Ma per dare a quei rivoltosi tutta la solidarietà che meritano e di cui hanno bisogno. Per non farci scandalizzare da scandali che durano una settimana. Per alimentare in noi stessi l’umano e insopprimibile desiderio di vendetta – secondo un proverbio arabo, la vendetta non ripara l’ingiustizia, ma impedisce che altre vengano compiute –, non bisogna guardare solo gli ultimi, infami anelli della catena. Bisogna riconoscere la verità di quell’affermazione: “lo Stato siamo noi”.

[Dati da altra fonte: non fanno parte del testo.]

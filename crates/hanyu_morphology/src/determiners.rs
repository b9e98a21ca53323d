//! Number-selected determiner forms.
//!
//! Demonstratives and the indefinite are distinct words in the singular and
//! plural (这/这些, 一/一些), not affixed forms. An entry may also carry an
//! allomorph used in the singular before a vowel-initial word, for
//! Latin-script determiners in code-mixed text.

/// Singular and plural forms of one determiner.
#[derive(Clone, Debug, Eq, PartialEq)]
#[cfg_attr(feature = "serde", derive(serde::Serialize, serde::Deserialize))]
pub struct DeterminerForms {
    /// Singular form.
    pub singular: String,
    /// Plural form.
    pub plural: String,
    /// Singular form before a vowel-initial word.
    pub vowel_allomorph: Option<String>,
}

impl DeterminerForms {
    /// Creates an entry with no allomorph.
    #[must_use]
    pub fn new(singular: &str, plural: &str) -> Self {
        Self {
            singular: singular.to_string(),
            plural: plural.to_string(),
            vowel_allomorph: None,
        }
    }

    /// Adds a pre-vowel allomorph.
    #[must_use]
    pub fn with_vowel_allomorph(mut self, allomorph: &str) -> Self {
        self.vowel_allomorph = Some(allomorph.to_string());
        self
    }
}

/// The determiner table.
#[derive(Clone, Debug, Eq, PartialEq)]
#[cfg_attr(feature = "serde", derive(serde::Serialize, serde::Deserialize))]
pub struct DeterminerTable {
    entries: Vec<DeterminerForms>,
}

impl Default for DeterminerTable {
    fn default() -> Self {
        Self {
            entries: vec![
                DeterminerForms::new("这", "这些"),
                DeterminerForms::new("那", "那些"),
                DeterminerForms::new("一", "一些"),
            ],
        }
    }
}

impl DeterminerTable {
    /// Adds an entry, returning the table.
    #[must_use]
    pub fn with_entry(mut self, forms: DeterminerForms) -> Self {
        self.entries.push(forms);
        self
    }

    fn entry(&self, form: &str) -> Option<&DeterminerForms> {
        self.entries.iter().find(|e| {
            e.singular == form || e.plural == form || e.vowel_allomorph.as_deref() == Some(form)
        })
    }

    /// Selects the form for the given number. Unknown words pass through.
    #[must_use]
    pub fn select<'a>(&'a self, form: &'a str, plural: bool) -> &'a str {
        match self.entry(form) {
            Some(e) if plural => &e.plural,
            Some(e) => &e.singular,
            None => form,
        }
    }

    /// Returns the allomorph of a singular determiner when `following`
    /// starts with a vowel.
    #[must_use]
    pub fn allomorph(&self, form: &str, following: &str) -> Option<&str> {
        let entry = self.entries.iter().find(|e| e.singular == form)?;
        let starts_with_vowel = following
            .chars()
            .next()
            .is_some_and(|c| "aeiouAEIOU".contains(c));
        if starts_with_vowel {
            entry.vowel_allomorph.as_deref()
        } else {
            None
        }
    }
}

La morale di questa storia ci riguarda da vicino. Cosa accadeva alle nostre vite – qui fuori, nel “mondo libero” – mentre andava in scena la violenza dei secondini a Santa Maria Capua Vetere?
Il carcere è un’istituzione totale in cui non si può fare ciò che non è espressamente vietato, ma solo quello che è espressamente consentito. Nel luogo in cui abbandona la finzione dell’ideologia liberale, il Diritto realizza la sua pretesa totalitaria: catturare tutte le espressioni della vita, decidere la liceità o l’illiceità di ogni gesto.
Cos’hanno avuto e cos’hanno di particolare i Decreti emanati in nome dell’emergenza Covid-19 rispetto alle innumerevoli leggi liberticide che hanno costellato la storia di questo Paese? Non solo e non tanto l’estensione di massa delle restrizioni, ma proprio il fatto che questi Decreti definivano e in parte ancora definiscono come consentito soltanto ciò che è espressamente permesso. Mentre la logica e l’ombra del carcere si estendevano all’intera società, i prigionieri sono stati tra i pochi a ribellarsi con forza e coraggio. Per questo, se nella società ci sono stati controlli, multe e qualche manganellata, in carcere sono stati organizzati i pestaggi. Lo Stato che indossa camice bianco e mascherina per “proteggerci” è lo stesso che indossa caschi e divise per pestarci. Non c’è alcun Diritto che impedisca il passaggio da un programma all’altro. Esiste soltanto una dinamica di forze che se ne infischia dei cosiddetti princìpi sanciti nei codici.
Riguardiamo i filmati del pestaggio di Santa Maria Capua Vetere. Invece degli inutili, fuorvianti o abietti commenti di politici e giornalisti, lasciamo risuonare dentro di noi queste parole estreme, scritte nel 1980 da due storici non particolarmente estremisti:
«Entro certi limiti fissati da considerazioni di carattere politico o militare, lo Stato moderno può fare qualsiasi cosa voglia di coloro che sono sottoposti al suo controllo. Non esiste nessun limite etico-morale che lo Stato non possa trascendere se desidera farlo, perché non esiste alcun potere etico-morale al di sopra dello Stato. Sul piano dell’etica e della moralità la situazione dell’individuo nello Stato moderno è, in linea di principio, grosso modo equivalente a quella degli internati ad Auschwitz» (George M. Krent, Leon Rappoport, The Holocaust and the Crisis of Human Behavior).